Une intelligence sans esprit
Notre monde intérieur n’est donc pas un outil technique reproductible par une interface, aussi perfectionné soit-il. Et Jacqueline de Romilly, dans sa grande vieillesse, au moment où elle perdait progressivement la vue, éprouva le besoin de replonger dans les profondeurs de sa mémoire pour y goûter encore tout ce trésor des souvenirs oubliés, enchâssé dans son immense culture littéraire. Les conversations promises par l’IA n’auront de sens que pour les intelligences capables de les comprendre, de les juger, de les interroger, de les intégrer et de les critiquer. Ces conversations ne seront jamais des dialogues, car derrière l’écran, aucune mémoire perdue dans les profondeurs du temps qui passe, aucun regard embué en évoquant la prière d’Esther, ou la saveur d’une madeleine trempée dans du thé : la tirade sera juste, la recette sera exacte, mais l’émotion qui va au plus profond du cœur pour créer de la rencontre et de l'inoubliable sera toujours absente…

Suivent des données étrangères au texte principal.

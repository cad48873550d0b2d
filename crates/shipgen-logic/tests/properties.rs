//! Property tests for connectivity, door placement and tile matching.

use proptest::prelude::*;
use rand::SeedableRng;
use rand_chacha::ChaCha8Rng;
use std::collections::{BTreeMap, BTreeSet, HashMap};

use shipgen_logic::boundary::{pattern_matches, MatchKind, TilePattern, WindowSize};
use shipgen_logic::connectivity::ConnectivityTracker;
use shipgen_logic::direction::{CardinalDirection, Rotation};
use shipgen_logic::doors::place_door;
use shipgen_logic::layout::{GridPos, RoomId, RoomKind, RoomSpec, SquareKind};

// ── Connectivity ───────────────────────────────────────────────────────

const ROOMS: u64 = 12;

fn tracker() -> ConnectivityTracker {
    let mut t = ConnectivityTracker::new();
    for id in 0..ROOMS {
        t.add_room(id, id % 3 != 0).unwrap();
    }
    t
}

fn merges() -> impl Strategy<Value = Vec<(RoomId, RoomId)>> {
    prop::collection::vec((0..ROOMS, 0..ROOMS), 0..40)
}

fn partition(t: &ConnectivityTracker) -> BTreeSet<BTreeSet<RoomId>> {
    t.groups().iter().cloned().collect()
}

proptest! {
    #[test]
    fn groups_always_partition_registered_rooms(ops in merges()) {
        let mut t = tracker();
        for (a, b) in ops {
            t.connect(a, b).unwrap();
            let mut seen = BTreeSet::new();
            for group in t.groups() {
                prop_assert!(!group.is_empty());
                for &id in group {
                    prop_assert!(seen.insert(id), "room {} is in two groups", id);
                }
            }
            prop_assert_eq!(seen, (0..ROOMS).collect::<BTreeSet<_>>());
        }
    }

    #[test]
    fn reachability_never_shrinks(ops in merges()) {
        let mut t = tracker();
        let mut before: Vec<Vec<RoomId>> =
            (0..ROOMS).map(|id| t.connected_to(id).unwrap()).collect();
        for (a, b) in ops {
            t.connect(a, b).unwrap();
            prop_assert!(t.is_connected(a, b));
            for id in 0..ROOMS {
                let after = t.connected_to(id).unwrap();
                for other in &before[id as usize] {
                    prop_assert!(after.contains(other));
                }
                before[id as usize] = after;
            }
        }
    }

    #[test]
    fn merge_order_does_not_matter(ops in merges()) {
        let mut forward = tracker();
        for &(a, b) in &ops {
            forward.connect(a, b).unwrap();
        }
        let mut backward = tracker();
        for &(a, b) in ops.iter().rev() {
            backward.connect(b, a).unwrap();
        }
        prop_assert_eq!(partition(&forward), partition(&backward));
    }

    #[test]
    fn connected_to_lists_only_primary_rooms(ops in merges(), probe in 0..ROOMS) {
        let mut t = tracker();
        for (a, b) in ops {
            t.connect(a, b).unwrap();
        }
        let listed = t.connected_to(probe).unwrap();
        prop_assert!(!listed.contains(&probe));
        prop_assert!(listed.windows(2).all(|w| w[0] < w[1]));
        for id in listed {
            prop_assert!(t.is_primary(id));
            prop_assert!(t.is_connected(probe, id));
        }
    }
}

// ── Door placement ─────────────────────────────────────────────────────

fn room(id: RoomId, x: u32, y: u32, width: u32, height: u32) -> RoomSpec {
    RoomSpec {
        id,
        x,
        y,
        width,
        height,
        kind: RoomKind::Room,
    }
}

/// Two rooms sharing a vertical wall: `b` starts where `a` ends.
fn side_by_side() -> impl Strategy<Value = (RoomSpec, RoomSpec)> {
    (1u32..6, 1u32..6, 1u32..6, 1u32..6).prop_flat_map(|(wa, ha, wb, hb)| {
        // Keep at least one shared row.
        let lo = 10 - (hb - 1);
        (Just((wa, ha, wb, hb)), lo..10 + ha)
    })
    .prop_map(|((wa, ha, wb, hb), yb)| (room(1, 5, 10, wa, ha), room(2, 5 + wa, yb, wb, hb)))
}

proptest! {
    #[test]
    fn door_lies_on_the_shared_wall((a, b) in side_by_side(), seed in any::<u64>(), swap in any::<bool>()) {
        let mut rng = ChaCha8Rng::seed_from_u64(seed);
        let (west, east) = if swap {
            let (de, dw) = place_door(&b, &a, &mut rng);
            (dw, de)
        } else {
            place_door(&a, &b, &mut rng)
        };

        prop_assert_eq!(west.direction, CardinalDirection::East);
        prop_assert_eq!(east.direction, CardinalDirection::West);
        prop_assert_eq!(west.local_x, a.width);
        prop_assert_eq!(east.local_x, 1);
        prop_assert!((1..=a.height).contains(&west.local_y));
        prop_assert!((1..=b.height).contains(&east.local_y));

        let world_y = a.y + west.local_y - 1;
        prop_assert_eq!(world_y, b.y + east.local_y - 1);
        prop_assert!(world_y >= a.y.max(b.y));
        prop_assert!(world_y < a.bottom().min(b.bottom()));
    }

    #[test]
    fn transposed_rooms_get_the_same_draw((a, b) in side_by_side(), seed in any::<u64>()) {
        // Mirror the pair across the diagonal: vertical contact becomes horizontal.
        let t = |r: &RoomSpec| room(r.id, r.y, r.x, r.height, r.width);
        let (dw, de) = place_door(&a, &b, &mut ChaCha8Rng::seed_from_u64(seed));
        let (dn, ds) = place_door(&t(&a), &t(&b), &mut ChaCha8Rng::seed_from_u64(seed));
        prop_assert_eq!(dn.direction, CardinalDirection::South);
        prop_assert_eq!(ds.direction, CardinalDirection::North);
        prop_assert_eq!((dn.local_x, dn.local_y), (dw.local_y, dw.local_x));
        prop_assert_eq!((ds.local_x, ds.local_y), (de.local_y, de.local_x));
    }
}

// ── Tile matching ──────────────────────────────────────────────────────

const CENTRE: GridPos = (10, 10);

fn square_kind() -> impl Strategy<Value = SquareKind> {
    prop_oneof![
        Just(SquareKind::Hull),
        Just(SquareKind::Space),
        Just(SquareKind::Room),
        Just(SquareKind::Corridor),
        Just(SquareKind::AlienBreach),
    ]
}

fn match_kind() -> impl Strategy<Value = MatchKind> {
    prop_oneof![
        Just(MatchKind::Hull),
        Just(MatchKind::Space),
        Just(MatchKind::Internal),
        Just(MatchKind::AlienBreach),
    ]
}

fn pattern() -> impl Strategy<Value = TilePattern> {
    (
        prop::collection::btree_map((-1i32..=1, -1i32..=1), match_kind(), 0..9),
        any::<bool>(),
    )
        .prop_map(|(reqs, mirrorable): (BTreeMap<(i32, i32), MatchKind>, bool)| {
            TilePattern::new(
                "p",
                WindowSize::Three,
                WindowSize::Three,
                mirrorable,
                reqs.into_iter().collect(),
            )
            .unwrap()
        })
}

/// A full 3×3 neighbourhood around `CENTRE`, keyed by offset.
fn neighbourhood() -> impl Strategy<Value = BTreeMap<(i32, i32), SquareKind>> {
    prop::collection::vec(square_kind(), 9).prop_map(|kinds| {
        let mut cells = BTreeMap::new();
        let mut k = kinds.into_iter();
        for j in -1..=1 {
            for i in -1..=1 {
                if let Some(kind) = k.next() {
                    cells.insert((i, j), kind);
                }
            }
        }
        cells
    })
}

fn place(cells: &BTreeMap<(i32, i32), SquareKind>, rotation: Rotation) -> HashMap<GridPos, SquareKind> {
    cells
        .iter()
        .map(|(&offset, &kind)| {
            let (dx, dy) = rotation.apply(offset);
            ((CENTRE.0.wrapping_add_signed(dx), CENTRE.1.wrapping_add_signed(dy)), kind)
        })
        .collect()
}

fn compose(outer: Rotation, inner: Rotation) -> Rotation {
    let mut r = inner;
    for _ in 0..outer.degrees() / 90 {
        r = r.next();
    }
    r
}

fn rotation() -> impl Strategy<Value = Rotation> {
    prop::sample::select(Rotation::ALL.to_vec())
}

proptest! {
    #[test]
    fn rotating_the_grid_rotates_the_match(
        p in pattern(),
        cells in neighbourhood(),
        turn in rotation(),
        q in rotation(),
        mirrored in any::<bool>(),
    ) {
        let grid = place(&cells, Rotation::Deg0);
        let turned = place(&cells, turn);
        prop_assert_eq!(
            pattern_matches(&p, CENTRE, &grid, q, mirrored),
            pattern_matches(&p, CENTRE, &turned, compose(turn, q), mirrored)
        );
    }

    #[test]
    fn pattern_always_matches_its_own_imprint(p in pattern(), r in rotation()) {
        let imprint: BTreeMap<(i32, i32), SquareKind> = p
            .requirements()
            .iter()
            .map(|&(offset, kind)| {
                let square = match kind {
                    MatchKind::Hull => SquareKind::Hull,
                    MatchKind::Space => SquareKind::Space,
                    MatchKind::Internal => SquareKind::Corridor,
                    MatchKind::AlienBreach => SquareKind::AlienBreach,
                    MatchKind::Unknown => SquareKind::Unknown,
                };
                (offset, square)
            })
            .collect();
        prop_assert!(pattern_matches(&p, CENTRE, &place(&imprint, r), r, false));
    }
}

L'intelligence artificielle est une intelligence sans mémoire, sans corps qui a tremblé, souffert, aimé, en lisant l’Iliade, le Comte de Monte-Cristo ou Orgueils et Préjugés, sans tout ce qu’il faut pour savourer ce qu’on comprend. C’est une intelligence sans esprit. Cultivons donc le nôtre, nourrissons-le et nous trouverons toujours en nous-mêmes la joie de détenir de nombreux trésors à savourer et à partager.